The vast majority of children will no longer need to shield from the end of this month, England’s deputy chief medical officer has said.
Dr Jenny Harries backed guidance from the Royal College of Paediatrics and Child Health (RCPCH) which says that most youngsters with conditions such as asthma, diabetes, epilepsy, and kidney disease do not need to continue to shield and could, for example, go back to school.
The Government has now said the majority of children in England who are currently considered extremely clinical vulnerable to Covid-19 will be able to be removed from the shielded patient list over the summer.
It said youngsters will only be removed from the list by their GP or specialist doctor following consultation with the child and their family.
Specialists and GPs will contact children and their families to discuss the move in the coming weeks.
Dr Jenny Harries backed guidance from the Royal College of Paediatrics and Child Health (RCPCH) which says that most youngsters with conditions such as asthma, diabetes, epilepsy, and kidney disease do not need to continue to shield and could, for example, go back to school
The RCPCH guidance, published last month, said many children with conditions such as cerebral palsy and scoliosis should no longer be shielded, adding that the benefits of school ‘in terms of access to therapies and developmental support’ outweigh the risk of infection.
It said: ‘Children and young people who are cared for just in primary care are very unlikely to need to continue to shield.’
The RCPCH has created two lists, with those on List A being advised to continue to shield.
These include youngsters with certain immunodeficiency and immunosuppression, such as those who have had transplants, children having cancer treatment for acute leukaemia and Non-Hodgkin’s Lymphoma, and those with significant impairment in their ability to cough and to clear their airways.
Patients on List B, however, can discuss with their doctors whether it is safe for them to stop shielding.
This includes children with some cardiac conditions, those with sickle cell disease, youngsters who were born premature with oxygen requirements, and those with kidney disease, cystic fibrosis or more serious asthma.
The guidance says: ‘Many children with asthma, including those treated with biological agents and daily (drug) prednisolone, will not need continued shielding.’
It adds: ‘There is no evidence that children with diabetes are more likely to be infected with Covid-19 compared to children without diabetes.’

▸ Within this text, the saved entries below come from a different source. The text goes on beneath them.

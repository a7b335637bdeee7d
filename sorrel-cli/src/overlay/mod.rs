// Copyright (c) 2026, the sorrel developers
// Licensed under the MIT License

use std::sync::Mutex;

use clap::Args;
use kdam::TqdmParallelIterator;
use rayon::iter::{IntoParallelIterator, ParallelIterator};

use sorrel_core::constant;
use sorrel_core::cv::{ResizeFilter, blend, decode_mask};
use sorrel_core::error::SorrelError;
use sorrel_core::im::{ColorMap, OneHotMask, SorrelImage};
use sorrel_core::ut;

#[derive(Debug, Args)]
#[command(about = "Blend masks over their images for visual inspection.")]
pub struct OverlayArgs {
    #[arg(short = 'i', long, help = "Image directory.", required = true)]
    pub images: Option<String>,

    #[arg(
        short = 'm',
        long,
        help = "Mask directory. RGB mask images or (H, W, K) .npy tensors.",
        required = true
    )]
    pub masks: Option<String>,

    #[arg(
        short = 'c',
        long,
        help = "Class definition table, used when masks are .npy tensors. Defaults to the built-in CamVid schema."
    )]
    pub classes: Option<String>,

    #[arg(
        short = 'a',
        long,
        help = "Mask weight between 0 and 1.",
        default_value = "0.7"
    )]
    pub alpha: Option<f32>,

    #[arg(short = 'o', long, help = "Output directory.", required = true)]
    pub output: Option<String>,

    #[arg(short = 't', long, help = "Number of threads.")]
    pub threads: Option<usize>,

    #[arg(short = 'v', long, help = "Verbose output.")]
    pub verbose: bool,
}

pub fn overlay(args: &OverlayArgs) {
    if let Some(threads) = args.threads.to_owned() {
        if threads < 1 {
            eprintln!("[sorrel::overlay] Threads must be set to a positive integer if provided.");
            std::process::exit(1);
        }

        rayon::ThreadPoolBuilder::new()
            .num_threads(threads)
            .build_global()
            .unwrap();
    }

    let alpha = args.alpha.unwrap_or(constant::DEFAULT_OVERLAY_ALPHA);

    if !(0.0..=1.0).contains(&alpha) {
        eprintln!("[sorrel::overlay] ERROR: Alpha must be between 0 and 1.");
        std::process::exit(1);
    }

    let colormap = match args.classes.to_owned() {
        Some(classes) => ColorMap::open(classes).unwrap_or_else(|err| {
            eprintln!("{}", err);
            std::process::exit(1);
        }),
        None => ColorMap::camvid(),
    };

    let image_files = ut::path::collect_file_paths(
        args.images.to_owned().unwrap(),
        constant::IMAGE_DYNAMIC_FORMATS.as_slice(),
    )
    .unwrap_or_else(|err| {
        eprintln!("{}", err);
        std::process::exit(1);
    });

    let mask_files = ut::path::collect_file_paths(
        args.masks.to_owned().unwrap(),
        constant::SUPPORTED_IMAGE_FORMATS.as_slice(),
    )
    .unwrap_or_else(|err| {
        eprintln!("{}", err);
        std::process::exit(1);
    });

    if image_files.is_empty() {
        eprintln!("[sorrel::overlay] ERROR: No image files were detected. Please check your path.");
        std::process::exit(1);
    }

    // Both listings are sorted, so files pair by position
    if image_files.len() != mask_files.len() {
        eprintln!(
            "[sorrel::overlay] ERROR: Found {} images but {} masks. Directories must pair one-to-one.",
            image_files.len(),
            mask_files.len()
        );
        std::process::exit(1);
    }

    let output = ut::path::create_directory(args.output.to_owned().unwrap()).unwrap_or_else(
        |err| {
            eprintln!("{}", err);
            std::process::exit(1);
        },
    );

    ut::track::progress_log(
        &format!(
            "Blending {} image and mask pairs.",
            ut::track::thousands_format(image_files.len())
        ),
        args.verbose,
    );

    let pb = ut::track::progress_bar(image_files.len(), "Blending", args.verbose);

    let failure: Mutex<Vec<String>> = Mutex::new(vec![]);

    (0..image_files.len())
        .into_par_iter()
        .tqdm_with_bar(pb)
        .for_each(|idx| {
            let image_path = &image_files[idx];
            let mask_path = &mask_files[idx];

            let stem = image_path
                .file_stem()
                .unwrap()
                .to_string_lossy()
                .to_string();
            let output_path = output.join(format!("{}_overlay.png", stem));

            if let Err(err) = overlay_one(image_path, mask_path, &output_path, &colormap, alpha) {
                failure
                    .lock()
                    .unwrap()
                    .push(format!("{}\t{}", image_path.display(), err));
            }
        });

    let failure = failure.into_inner().unwrap();

    if args.verbose {
        println!();
    }

    ut::track::progress_log(
        &format!(
            "Complete. {} overlays written, {} failed.",
            ut::track::thousands_format(image_files.len() - failure.len()),
            failure.len()
        ),
        args.verbose,
    );

    if !failure.is_empty() {
        std::fs::write(output.join("overlay_errors.tsv"), failure.join("\n")).unwrap();
    }
}

fn overlay_one(
    image_path: &std::path::Path,
    mask_path: &std::path::Path,
    output_path: &std::path::Path,
    colormap: &ColorMap,
    alpha: f32,
) -> Result<(), SorrelError> {
    let image = SorrelImage::open(image_path)?;

    let is_tensor = mask_path
        .extension()
        .and_then(|s| s.to_str())
        .map(|s| s.to_lowercase())
        .as_deref()
        == Some("npy");

    let mut mask = if is_tensor {
        let onehot = OneHotMask::open(mask_path)?;
        decode_mask(&onehot, colormap)?
    } else {
        SorrelImage::open(mask_path)?
    };

    if mask.shape() != image.shape() {
        mask = mask.resize(image.width(), image.height(), ResizeFilter::Nearest)?;
    }

    let blended = blend(&image, &mask, alpha)?;

    blended.save(output_path)
}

Data from NHS Digital shows that some 92,633 children under the age of 18 were on the shielded list.
Dr Harries said: ‘I do not under-estimate the difficulty of children having to stay indoors and to only have limited contact with family and friends for such a long time.
‘As our understanding of this novel virus has developed, evidence shows most children and young people are at low risk of serious illness and will no longer be advised to shield after July.

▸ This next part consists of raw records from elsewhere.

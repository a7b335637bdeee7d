// Copyright (c) 2026, the sorrel developers
// Licensed under the BSD 3-Clause License

pub mod constant;
pub mod cv;
pub mod ds;
pub mod error;
pub mod im;
pub mod io;
pub mod ut;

‘Families who are uncertain about whether shielding is right for their child in the future will want to discuss this with their doctor, who will be best placed to determine the most appropriate care.
‘These discussions will take place over the summer.’
Dr Mike Linney, registrar at the RCPCH, said: ‘Lockdown has been tough on children generally, but especially for those who have been shielding.
‘It’s been a long haul for thousands of families, and we hope this announcement brings some relief.
‘Fortunately children are less affected by Covid-19. This appears to be the case not just in the UK but worldwide.
‘However, they have suffered from the social effects of lockdown, isolation, and school closures.
‘We know that many families who have been shielding will have concerns.
‘The important point of this guidance is that paediatricians and specialist doctors now have better information to discuss shielding with patients and their families.
‘Children under the sole care of a GP are very unlikely to need to continue shielding, but if you are worried, seek reassurance.
‘Should we face a second wave, this guidance will allow us to make better decisions about who needs to shield.
‘It was right to be cautious when we knew so little about the virus, but we now have a lot of evidence to guide us.
‘We can be confident that the vast majority of children and young people don’t need to shield.’
Children and young people should continue to shield until the end of July but then clinically vulnerable people of all ages will no longer be advised to shield.